## WHAT YOU WILL DO
Could you filter the data below down to the lines that hold the word "impl"?
------ EXERCISE MATERIALS
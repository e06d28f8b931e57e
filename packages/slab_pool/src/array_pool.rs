use std::alloc::Layout;
use std::fmt;
use std::marker::PhantomData;
use std::mem::MaybeUninit;
use std::num::NonZero;
use std::ptr::NonNull;

use crate::metrics::{ARRAY_CACHE_HITS, ARRAY_CACHE_MISSES, observe_once};
use crate::ring::generate_pool_id;
use crate::spin_lock::SpinLock;
use crate::{ArrayPoolBuilder, BitScan, Error, Result, SlabPool};

/// The largest array length an [`ArrayPool`] can be configured to serve.
pub const MAX_ARRAY_LENGTH: usize = 1 << 30;

/// Length of the arrays in bucket 0. Every following bucket doubles it.
const MIN_ARRAY_LENGTH: usize = 16;

/// Bucket slab pools size their slabs to roughly this many bytes.
const TARGET_SLAB_BYTES: usize = 64 * 1024;

/// Upper bound on nodes per bucket slab, reached by buckets of tiny arrays.
const MAX_NODES_PER_SLAB: usize = 256;

/// Maps a requested array length to the index of the bucket serving it.
///
/// Bucket `i` holds arrays of `16 << i` elements, so lengths up to 16 map to bucket 0, 17 to 32
/// map to bucket 1 and so on. The mapping is monotonic.
///
/// # Examples
///
/// ```
/// use slab_pool::select_bucket_index;
///
/// assert_eq!(select_bucket_index(1), 0);
/// assert_eq!(select_bucket_index(16), 0);
/// assert_eq!(select_bucket_index(17), 1);
/// assert_eq!(select_bucket_index(32), 1);
/// assert_eq!(select_bucket_index(33), 2);
/// ```
#[must_use]
#[inline]
pub fn select_bucket_index(length: usize) -> usize {
    // OR-ing in 15 puts the result at least at log2(15) == 3, so the subtraction cannot
    // underflow. Saturating at zero keeps length 0 in bucket 0.
    ((length.saturating_sub(1) | 15).log2() as usize).wrapping_sub(3)
}

fn bucket_length_of(index: usize) -> usize {
    MIN_ARRAY_LENGTH << index
}

/// An array rented from an [`ArrayPool`].
///
/// The length is always a power of two of at least 16 and at least the length that was asked
/// for. The contents are uninitialized when the array is rented and are not cleared when it is
/// released, so they may hold values written by a previous renter.
///
/// The array does not borrow the pool. Return it with [`ArrayPool::release()`]; an array that is
/// dropped instead stays allocated until the pool itself is dropped.
pub struct PooledArray<T> {
    ptr: NonNull<T>,
    len: usize,
    pool_id: u64,
}

impl<T> PooledArray<T> {
    /// Pointer to the first element.
    #[must_use]
    #[inline]
    pub fn ptr(&self) -> NonNull<T> {
        self.ptr
    }

    /// Number of elements in the array.
    #[must_use]
    #[inline]
    #[expect(clippy::len_without_is_empty, reason = "pooled arrays are never empty")]
    pub fn len(&self) -> usize {
        self.len
    }

    /// Views the array as a slice of possibly uninitialized elements.
    ///
    /// # Safety
    ///
    /// The pool the array was rented from must still be alive.
    #[must_use]
    pub unsafe fn as_uninit_slice(&self) -> &[MaybeUninit<T>] {
        // SAFETY: The caller guarantees the pool, and with it the memory, is alive. The memory
        // holds `len` elements of T and MaybeUninit<T> has no validity requirements.
        unsafe { std::slice::from_raw_parts(self.ptr.cast().as_ptr(), self.len) }
    }

    /// Views the array as a mutable slice of possibly uninitialized elements.
    ///
    /// # Safety
    ///
    /// The pool the array was rented from must still be alive.
    #[must_use]
    pub unsafe fn as_uninit_slice_mut(&mut self) -> &mut [MaybeUninit<T>] {
        // SAFETY: See as_uninit_slice(). We hold the only handle to the array.
        unsafe { std::slice::from_raw_parts_mut(self.ptr.cast().as_ptr(), self.len) }
    }
}

impl<T> fmt::Debug for PooledArray<T> {
    #[cfg_attr(test, mutants::skip)] // No API contract to test.
    fn fmt(&self, f: &mut fmt::Formatter<'_>) -> fmt::Result {
        f.debug_struct("PooledArray")
            .field("ptr", &self.ptr)
            .field("len", &self.len)
            .field("pool_id", &self.pool_id)
            .finish()
    }
}

// SAFETY: The array is a unique handle to memory holding T values, so it can move to another
// thread whenever T can.
unsafe impl<T: Send> Send for PooledArray<T> {}

// SAFETY: Shared access to the handle only yields shared access to the T values.
unsafe impl<T: Sync> Sync for PooledArray<T> {}

/// State of one size class, guarded by the bucket's spin lock.
struct Bucket {
    /// Recently released arrays, reused last-in first-out before touching the slab pool.
    cache: Vec<NonNull<u8>>,

    /// Created on first use so that unused size classes cost no memory.
    slabs: Option<SlabPool>,
}

// SAFETY: The cached pointers refer to nodes of the bucket's own slab pool, which is Send,
// and are only touched while the bucket lock is held.
unsafe impl Send for Bucket {}

/// A thread-safe pool of arrays of `T`, sorted into power-of-two size classes.
///
/// Each size class ("bucket") is backed by its own [`SlabPool`] whose nodes fit exactly one array
/// of that class, plus a small last-in first-out cache of recently released arrays. Each bucket
/// is guarded by its own spin lock, so operations on different size classes never contend.
///
/// # Examples
///
/// ```
/// use slab_pool::ArrayPool;
///
/// let pool = ArrayPool::<u32>::builder().max_length(1024).build().unwrap();
///
/// let mut array = pool.rent(100);
/// assert_eq!(array.len(), 128);
///
/// // SAFETY: The pool is alive.
/// for slot in unsafe { array.as_uninit_slice_mut() } {
///     slot.write(7);
/// }
///
/// pool.release(array);
///
/// assert!(pool.try_rent(4096).is_err());
/// ```
pub struct ArrayPool<T: Copy> {
    buckets: Box<[SpinLock<Bucket>]>,

    /// Maximum number of arrays cached per bucket.
    cache_size: usize,

    /// Reserve bound passed to every bucket slab pool.
    max_free_slabs: usize,

    pool_id: u64,

    /// Released arrays carry their `T` values to whichever thread rents them next.
    _element: PhantomData<T>,
}
#![cfg_attr(coverage_nightly, feature(coverage_attribute))]

//! Slab allocators that hand out fixed-length blocks of raw memory.
//!
//! This crate provides three kinds of pools, all of which carve nodes out of large slabs obtained
//! from the system allocator and recycle them without going back to the allocator for every
//! rental:
//!
//! * [`SlabPool32`] and [`SlabPool64`] hold 32 or 64 nodes per slab and track occupancy with a
//!   bitmap, finding a vacant node with a single trailing-zero count.
//! * [`SlabPool`] holds a configurable number of nodes per slab and tracks vacant nodes with an
//!   intrusive free list.
//! * [`ArrayPool`] serves arrays of `T` in power-of-two size classes, each backed by a
//!   [`SlabPool`] and a small cache of recently released arrays. Unlike the slab pools, it can
//!   be shared between threads.
//!
//! This is part of the [Folo project](https://github.com/folo-rs/folo) that provides mechanisms for
//! high-performance hardware-aware programming in Rust.
//!
//! # Slab lifecycle
//!
//! The slabs of a pool form a ring, one of which is the current slab that rentals are served
//! from. When the current slab is full, the pool moves on to the next slab in the ring, or adds
//! a new slab to the ring if that one is full too. New slabs come from a bounded reserve of
//! vacant slabs when it is not empty, otherwise from the system allocator.
//!
//! When releasing a node leaves a slab completely vacant, the slab leaves the ring and goes into
//! the reserve, or back to the system allocator if the reserve already holds
//! `max_free_slabs` slabs. The current slab is never removed, so a pool always holds at least
//! one slab.
//!
//! # Safety model
//!
//! The slab pools hand out raw [`NonNull<u8>`](std::ptr::NonNull) payload pointers. Releasing a
//! pointer twice, releasing it to a different pool or using it after release or after the pool
//! is dropped is undefined behavior, so [`release()`](SlabPool::release) is an `unsafe fn`.
//! Debug builds catch some of these mistakes with assertions.
//!
//! # Examples
//!
//! ```
//! use slab_pool::{SlabPool32, SlabPool64};
//!
//! let mut pool = SlabPool32::new(16, 1).unwrap();
//!
//! let nodes: Vec<_> = (0..33).map(|_| pool.rent()).collect();
//! assert_eq!(pool.slabs(), 2);
//! assert_eq!(pool.len(), 33);
//!
//! for node in nodes {
//!     // SAFETY: Every node was rented from this pool and is released exactly once.
//!     unsafe {
//!         pool.release(node);
//!     }
//! }
//!
//! // The first slab emptied out while the second one was current, so it went into the reserve.
//! assert_eq!(pool.slabs(), 1);
//! assert_eq!(pool.free_slabs(), 1);
//!
//! let mut pool = SlabPool64::builder().layout_of::<u64>().build().unwrap();
//!
//! let node = pool.rent().cast::<u64>();
//!
//! // SAFETY: The payload has the layout of u64 and we have exclusive access to it.
//! unsafe {
//!     node.write(42);
//!     assert_eq!(node.read(), 42);
//! }
//!
//! // SAFETY: The node was rented from this pool and is released once.
//! unsafe {
//!     pool.release(node.cast());
//! }
//! ```
//!
//! Sharing arrays between threads:
//!
//! ```
//! use std::thread;
//!
//! use slab_pool::ArrayPool;
//!
//! let pool = ArrayPool::<u8>::builder().max_length(1 << 16).build().unwrap();
//!
//! thread::scope(|scope| {
//!     for _ in 0..4 {
//!         scope.spawn(|| {
//!             let array = pool.rent(1500);
//!             assert_eq!(array.len(), 2048);
//!             pool.release(array);
//!         });
//!     }
//! });
//! ```
//!
//! # Metrics
//!
//! The pools report slab allocations, slab recycling, slab eviction into the reserve, slab frees
//! and array cache hits and misses as [`nm`] events with the `slab_pool_` name prefix.

mod array_pool;
mod bitmap_pool;
mod bits;
mod builder;
mod error;
mod free_list_pool;
pub mod memory;
mod metrics;
mod ring;
mod spin_lock;

pub use array_pool::{ArrayPool, MAX_ARRAY_LENGTH, PooledArray, select_bucket_index};
pub use bitmap_pool::{BitmapSlabPool, SlabBitmap, SlabPool32, SlabPool64};
pub use bits::BitScan;
pub use builder::*;
pub use error::{Error, Result};
pub use free_list_pool::SlabPool;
------------
## RESULT OF THIS EXERCISE
impl<T> PooledArray<T> {
impl<T> fmt::Debug for PooledArray<T> {
unsafe impl<T: Send> Send for PooledArray<T> {}
unsafe impl<T: Sync> Sync for PooledArray<T> {}
unsafe impl Send for Bucket {}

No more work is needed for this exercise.